Match on the string "enum" in the entries below and return every matching line.

____ RECORD EXCERPTS

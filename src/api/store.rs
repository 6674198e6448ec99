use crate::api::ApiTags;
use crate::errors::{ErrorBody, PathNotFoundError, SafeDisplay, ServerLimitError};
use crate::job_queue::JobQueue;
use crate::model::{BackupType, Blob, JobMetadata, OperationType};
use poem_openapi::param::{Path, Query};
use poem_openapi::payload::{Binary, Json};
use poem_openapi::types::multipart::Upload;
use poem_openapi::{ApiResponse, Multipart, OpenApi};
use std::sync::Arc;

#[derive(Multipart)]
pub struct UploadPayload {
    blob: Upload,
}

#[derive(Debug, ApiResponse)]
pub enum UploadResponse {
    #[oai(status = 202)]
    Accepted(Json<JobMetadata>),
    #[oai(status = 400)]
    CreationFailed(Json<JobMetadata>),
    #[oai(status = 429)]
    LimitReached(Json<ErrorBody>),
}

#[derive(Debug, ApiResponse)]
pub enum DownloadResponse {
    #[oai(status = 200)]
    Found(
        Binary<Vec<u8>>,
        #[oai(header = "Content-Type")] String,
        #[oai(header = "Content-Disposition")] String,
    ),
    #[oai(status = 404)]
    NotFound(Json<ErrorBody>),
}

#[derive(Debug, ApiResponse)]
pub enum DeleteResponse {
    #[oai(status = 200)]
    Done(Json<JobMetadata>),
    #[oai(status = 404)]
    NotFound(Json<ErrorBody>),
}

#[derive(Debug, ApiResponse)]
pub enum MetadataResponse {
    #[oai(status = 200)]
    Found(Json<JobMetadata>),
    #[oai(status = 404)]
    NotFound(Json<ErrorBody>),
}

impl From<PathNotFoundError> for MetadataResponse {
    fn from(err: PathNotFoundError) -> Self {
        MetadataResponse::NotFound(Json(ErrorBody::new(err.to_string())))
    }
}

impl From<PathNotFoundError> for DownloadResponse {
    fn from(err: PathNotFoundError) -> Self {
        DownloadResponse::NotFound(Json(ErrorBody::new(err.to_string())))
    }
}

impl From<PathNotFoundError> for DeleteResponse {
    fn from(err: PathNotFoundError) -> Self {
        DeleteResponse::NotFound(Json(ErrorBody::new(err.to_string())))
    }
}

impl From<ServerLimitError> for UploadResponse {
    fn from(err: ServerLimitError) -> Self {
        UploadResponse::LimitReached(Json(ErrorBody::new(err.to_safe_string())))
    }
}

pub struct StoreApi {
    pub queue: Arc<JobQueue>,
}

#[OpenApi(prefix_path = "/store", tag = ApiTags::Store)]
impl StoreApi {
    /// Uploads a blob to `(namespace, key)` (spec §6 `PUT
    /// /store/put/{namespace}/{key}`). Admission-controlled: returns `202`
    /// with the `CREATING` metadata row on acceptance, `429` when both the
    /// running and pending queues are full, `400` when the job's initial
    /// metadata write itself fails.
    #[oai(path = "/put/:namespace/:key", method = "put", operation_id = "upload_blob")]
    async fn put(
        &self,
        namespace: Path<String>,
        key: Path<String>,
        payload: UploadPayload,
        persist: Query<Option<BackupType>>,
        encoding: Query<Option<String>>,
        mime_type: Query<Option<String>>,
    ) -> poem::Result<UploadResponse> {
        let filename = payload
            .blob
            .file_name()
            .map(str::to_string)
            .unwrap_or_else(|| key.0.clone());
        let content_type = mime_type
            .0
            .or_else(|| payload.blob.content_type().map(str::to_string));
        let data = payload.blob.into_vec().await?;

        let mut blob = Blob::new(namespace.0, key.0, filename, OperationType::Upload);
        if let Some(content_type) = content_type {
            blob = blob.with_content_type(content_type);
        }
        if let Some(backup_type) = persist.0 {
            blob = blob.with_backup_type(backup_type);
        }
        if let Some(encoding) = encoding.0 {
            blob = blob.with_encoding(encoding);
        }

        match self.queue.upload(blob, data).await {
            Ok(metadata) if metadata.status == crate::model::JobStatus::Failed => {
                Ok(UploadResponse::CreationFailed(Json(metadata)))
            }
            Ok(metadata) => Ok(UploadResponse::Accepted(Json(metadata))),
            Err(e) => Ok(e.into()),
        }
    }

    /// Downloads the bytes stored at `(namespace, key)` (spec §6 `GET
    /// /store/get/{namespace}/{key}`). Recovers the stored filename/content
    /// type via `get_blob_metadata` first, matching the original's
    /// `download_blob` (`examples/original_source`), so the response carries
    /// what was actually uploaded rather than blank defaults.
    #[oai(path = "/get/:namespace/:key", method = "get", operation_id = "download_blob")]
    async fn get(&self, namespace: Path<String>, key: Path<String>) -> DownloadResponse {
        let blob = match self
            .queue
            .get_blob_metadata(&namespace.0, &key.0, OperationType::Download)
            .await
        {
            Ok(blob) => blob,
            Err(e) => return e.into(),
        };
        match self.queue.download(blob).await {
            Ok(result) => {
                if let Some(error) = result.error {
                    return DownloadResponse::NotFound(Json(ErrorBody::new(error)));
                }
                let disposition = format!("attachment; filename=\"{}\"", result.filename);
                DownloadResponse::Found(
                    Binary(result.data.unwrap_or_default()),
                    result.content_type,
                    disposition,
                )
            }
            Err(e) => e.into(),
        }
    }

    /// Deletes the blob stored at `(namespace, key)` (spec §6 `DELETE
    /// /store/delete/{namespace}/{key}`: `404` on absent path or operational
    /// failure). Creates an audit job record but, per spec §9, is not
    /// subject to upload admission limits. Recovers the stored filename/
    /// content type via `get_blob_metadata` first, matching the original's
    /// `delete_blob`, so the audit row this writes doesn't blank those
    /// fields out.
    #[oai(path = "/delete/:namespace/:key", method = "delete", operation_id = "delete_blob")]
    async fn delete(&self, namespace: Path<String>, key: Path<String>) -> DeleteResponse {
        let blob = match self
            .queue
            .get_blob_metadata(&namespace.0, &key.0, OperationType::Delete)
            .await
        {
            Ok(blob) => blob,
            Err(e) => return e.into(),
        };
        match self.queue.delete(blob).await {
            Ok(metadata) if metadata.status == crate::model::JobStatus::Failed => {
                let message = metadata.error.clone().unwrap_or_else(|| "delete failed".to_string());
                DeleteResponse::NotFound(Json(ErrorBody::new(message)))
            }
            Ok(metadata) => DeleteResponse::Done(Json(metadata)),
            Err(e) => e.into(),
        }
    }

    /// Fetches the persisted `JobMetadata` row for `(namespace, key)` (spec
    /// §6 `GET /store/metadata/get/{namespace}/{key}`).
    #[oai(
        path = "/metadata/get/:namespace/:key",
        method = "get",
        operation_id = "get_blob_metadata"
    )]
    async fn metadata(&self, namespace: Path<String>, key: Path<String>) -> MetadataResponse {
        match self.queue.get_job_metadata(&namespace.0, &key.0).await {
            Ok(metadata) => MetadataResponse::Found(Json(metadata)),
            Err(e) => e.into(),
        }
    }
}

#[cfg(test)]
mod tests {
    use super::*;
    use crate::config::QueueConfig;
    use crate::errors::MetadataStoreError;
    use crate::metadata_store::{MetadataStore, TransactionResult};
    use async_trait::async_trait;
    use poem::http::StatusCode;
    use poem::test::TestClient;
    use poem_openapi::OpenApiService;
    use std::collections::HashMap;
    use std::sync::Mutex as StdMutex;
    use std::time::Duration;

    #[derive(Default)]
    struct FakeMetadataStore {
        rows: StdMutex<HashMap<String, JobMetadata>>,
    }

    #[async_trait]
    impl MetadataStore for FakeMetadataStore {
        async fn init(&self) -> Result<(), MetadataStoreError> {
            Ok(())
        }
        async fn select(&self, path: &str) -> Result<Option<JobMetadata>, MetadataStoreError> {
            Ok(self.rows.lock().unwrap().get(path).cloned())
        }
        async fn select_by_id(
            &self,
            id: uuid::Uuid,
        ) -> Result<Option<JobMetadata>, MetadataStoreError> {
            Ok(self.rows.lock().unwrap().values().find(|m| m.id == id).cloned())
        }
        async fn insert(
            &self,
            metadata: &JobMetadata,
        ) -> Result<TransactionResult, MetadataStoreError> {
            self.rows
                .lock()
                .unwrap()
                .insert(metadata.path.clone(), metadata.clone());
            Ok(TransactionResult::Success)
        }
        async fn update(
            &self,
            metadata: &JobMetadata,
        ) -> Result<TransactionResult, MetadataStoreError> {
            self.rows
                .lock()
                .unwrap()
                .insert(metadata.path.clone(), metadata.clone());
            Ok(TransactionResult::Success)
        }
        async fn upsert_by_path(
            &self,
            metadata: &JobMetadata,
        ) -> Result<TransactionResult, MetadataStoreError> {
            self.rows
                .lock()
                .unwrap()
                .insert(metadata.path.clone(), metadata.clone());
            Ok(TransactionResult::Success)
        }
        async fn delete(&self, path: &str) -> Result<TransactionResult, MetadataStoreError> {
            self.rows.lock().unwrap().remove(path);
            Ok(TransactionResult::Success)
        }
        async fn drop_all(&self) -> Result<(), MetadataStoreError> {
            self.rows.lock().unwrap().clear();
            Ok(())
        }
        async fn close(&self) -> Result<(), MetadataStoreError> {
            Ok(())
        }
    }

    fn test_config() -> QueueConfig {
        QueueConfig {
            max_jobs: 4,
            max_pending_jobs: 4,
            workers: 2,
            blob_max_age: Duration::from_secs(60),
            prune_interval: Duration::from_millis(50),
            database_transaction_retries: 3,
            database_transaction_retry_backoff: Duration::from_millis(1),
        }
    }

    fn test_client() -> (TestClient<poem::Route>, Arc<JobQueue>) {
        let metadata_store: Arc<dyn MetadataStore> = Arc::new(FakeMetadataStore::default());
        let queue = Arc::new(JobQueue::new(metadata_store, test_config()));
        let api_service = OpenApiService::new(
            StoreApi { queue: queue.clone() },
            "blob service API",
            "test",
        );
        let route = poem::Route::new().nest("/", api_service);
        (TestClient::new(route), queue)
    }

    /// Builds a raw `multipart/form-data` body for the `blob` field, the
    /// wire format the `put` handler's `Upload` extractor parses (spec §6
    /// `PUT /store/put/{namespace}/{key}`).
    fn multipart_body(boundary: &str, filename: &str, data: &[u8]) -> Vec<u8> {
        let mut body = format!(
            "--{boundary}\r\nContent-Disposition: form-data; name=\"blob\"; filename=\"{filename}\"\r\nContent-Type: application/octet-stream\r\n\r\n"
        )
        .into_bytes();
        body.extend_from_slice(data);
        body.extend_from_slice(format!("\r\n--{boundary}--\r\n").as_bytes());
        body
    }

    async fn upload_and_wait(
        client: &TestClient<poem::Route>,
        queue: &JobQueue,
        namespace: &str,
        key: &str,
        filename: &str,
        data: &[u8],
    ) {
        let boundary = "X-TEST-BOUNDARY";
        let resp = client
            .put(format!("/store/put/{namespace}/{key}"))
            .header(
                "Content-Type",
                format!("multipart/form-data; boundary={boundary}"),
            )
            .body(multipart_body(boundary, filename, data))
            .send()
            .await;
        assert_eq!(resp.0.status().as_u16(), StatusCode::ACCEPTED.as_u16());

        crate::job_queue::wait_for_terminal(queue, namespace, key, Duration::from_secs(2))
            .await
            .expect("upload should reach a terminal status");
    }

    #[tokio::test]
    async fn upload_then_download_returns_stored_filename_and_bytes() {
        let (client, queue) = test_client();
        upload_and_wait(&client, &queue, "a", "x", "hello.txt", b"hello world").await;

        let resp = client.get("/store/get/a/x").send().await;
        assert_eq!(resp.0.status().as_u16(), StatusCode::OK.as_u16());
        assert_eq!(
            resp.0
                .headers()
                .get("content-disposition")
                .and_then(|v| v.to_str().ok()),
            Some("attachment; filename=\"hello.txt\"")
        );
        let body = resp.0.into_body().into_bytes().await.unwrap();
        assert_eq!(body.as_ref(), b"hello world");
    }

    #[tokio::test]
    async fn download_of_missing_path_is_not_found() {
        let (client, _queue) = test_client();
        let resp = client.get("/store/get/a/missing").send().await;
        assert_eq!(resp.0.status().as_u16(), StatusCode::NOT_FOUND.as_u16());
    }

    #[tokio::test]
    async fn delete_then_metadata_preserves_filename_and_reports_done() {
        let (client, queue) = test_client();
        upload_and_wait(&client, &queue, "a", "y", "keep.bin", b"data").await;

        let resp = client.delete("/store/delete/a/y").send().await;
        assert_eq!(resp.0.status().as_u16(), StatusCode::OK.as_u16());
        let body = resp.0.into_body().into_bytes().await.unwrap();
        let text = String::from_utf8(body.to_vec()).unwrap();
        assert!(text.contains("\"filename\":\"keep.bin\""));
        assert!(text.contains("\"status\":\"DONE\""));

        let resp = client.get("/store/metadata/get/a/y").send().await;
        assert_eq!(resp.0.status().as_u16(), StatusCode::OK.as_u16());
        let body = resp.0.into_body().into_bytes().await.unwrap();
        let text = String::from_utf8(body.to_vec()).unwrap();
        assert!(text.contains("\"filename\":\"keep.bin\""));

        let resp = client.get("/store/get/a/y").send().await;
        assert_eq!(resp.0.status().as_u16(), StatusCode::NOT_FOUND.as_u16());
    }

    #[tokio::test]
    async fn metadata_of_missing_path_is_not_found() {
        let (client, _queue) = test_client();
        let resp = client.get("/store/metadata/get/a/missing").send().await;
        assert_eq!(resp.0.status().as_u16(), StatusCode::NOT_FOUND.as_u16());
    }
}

________
____ RECORD EXCERPTS

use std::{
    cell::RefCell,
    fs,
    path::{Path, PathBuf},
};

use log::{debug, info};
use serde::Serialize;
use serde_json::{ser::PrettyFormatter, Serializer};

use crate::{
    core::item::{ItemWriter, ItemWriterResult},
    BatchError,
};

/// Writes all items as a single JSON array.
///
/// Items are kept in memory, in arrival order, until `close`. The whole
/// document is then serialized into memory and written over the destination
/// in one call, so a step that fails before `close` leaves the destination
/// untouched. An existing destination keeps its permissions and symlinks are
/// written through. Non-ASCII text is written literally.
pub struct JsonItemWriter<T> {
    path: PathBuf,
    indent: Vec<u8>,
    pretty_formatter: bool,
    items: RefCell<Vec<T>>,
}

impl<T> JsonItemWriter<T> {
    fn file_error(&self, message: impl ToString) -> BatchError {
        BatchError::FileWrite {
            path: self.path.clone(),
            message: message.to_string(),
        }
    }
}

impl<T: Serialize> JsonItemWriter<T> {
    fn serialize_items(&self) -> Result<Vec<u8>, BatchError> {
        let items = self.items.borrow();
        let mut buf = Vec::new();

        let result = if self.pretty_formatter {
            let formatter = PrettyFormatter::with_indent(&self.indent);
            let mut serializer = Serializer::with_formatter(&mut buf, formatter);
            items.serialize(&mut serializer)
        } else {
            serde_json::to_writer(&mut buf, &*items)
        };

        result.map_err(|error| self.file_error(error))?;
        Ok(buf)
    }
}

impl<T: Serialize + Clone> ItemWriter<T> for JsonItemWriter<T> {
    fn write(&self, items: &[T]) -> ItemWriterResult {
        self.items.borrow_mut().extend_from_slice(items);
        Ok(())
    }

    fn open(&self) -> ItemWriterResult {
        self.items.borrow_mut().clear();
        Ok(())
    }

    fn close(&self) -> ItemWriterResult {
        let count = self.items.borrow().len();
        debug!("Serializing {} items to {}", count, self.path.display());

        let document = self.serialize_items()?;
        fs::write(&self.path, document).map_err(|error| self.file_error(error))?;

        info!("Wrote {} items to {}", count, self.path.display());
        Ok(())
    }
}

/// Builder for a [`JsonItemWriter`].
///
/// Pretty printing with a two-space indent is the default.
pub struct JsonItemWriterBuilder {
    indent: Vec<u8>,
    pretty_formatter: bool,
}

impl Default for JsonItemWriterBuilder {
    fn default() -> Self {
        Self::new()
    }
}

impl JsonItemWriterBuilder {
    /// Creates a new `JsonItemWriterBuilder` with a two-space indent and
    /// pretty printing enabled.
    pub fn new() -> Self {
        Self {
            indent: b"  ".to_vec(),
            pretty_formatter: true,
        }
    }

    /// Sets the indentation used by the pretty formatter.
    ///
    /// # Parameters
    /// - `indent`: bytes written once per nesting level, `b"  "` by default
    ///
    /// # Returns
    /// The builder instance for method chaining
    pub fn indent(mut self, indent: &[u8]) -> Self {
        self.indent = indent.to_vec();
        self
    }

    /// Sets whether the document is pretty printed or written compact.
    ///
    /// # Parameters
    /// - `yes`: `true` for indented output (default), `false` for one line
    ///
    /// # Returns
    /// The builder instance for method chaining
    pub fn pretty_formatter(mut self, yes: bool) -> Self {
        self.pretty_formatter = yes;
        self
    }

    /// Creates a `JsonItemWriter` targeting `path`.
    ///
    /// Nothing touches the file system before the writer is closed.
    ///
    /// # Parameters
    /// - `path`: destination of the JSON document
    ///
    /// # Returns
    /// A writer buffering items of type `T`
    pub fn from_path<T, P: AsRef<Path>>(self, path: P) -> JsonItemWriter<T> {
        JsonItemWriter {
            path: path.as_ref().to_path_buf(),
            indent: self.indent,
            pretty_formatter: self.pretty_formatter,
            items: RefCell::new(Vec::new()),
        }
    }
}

________

RESULT:
pub enum UploadResponse {
pub enum DownloadResponse {
pub enum DeleteResponse {
pub enum MetadataResponse {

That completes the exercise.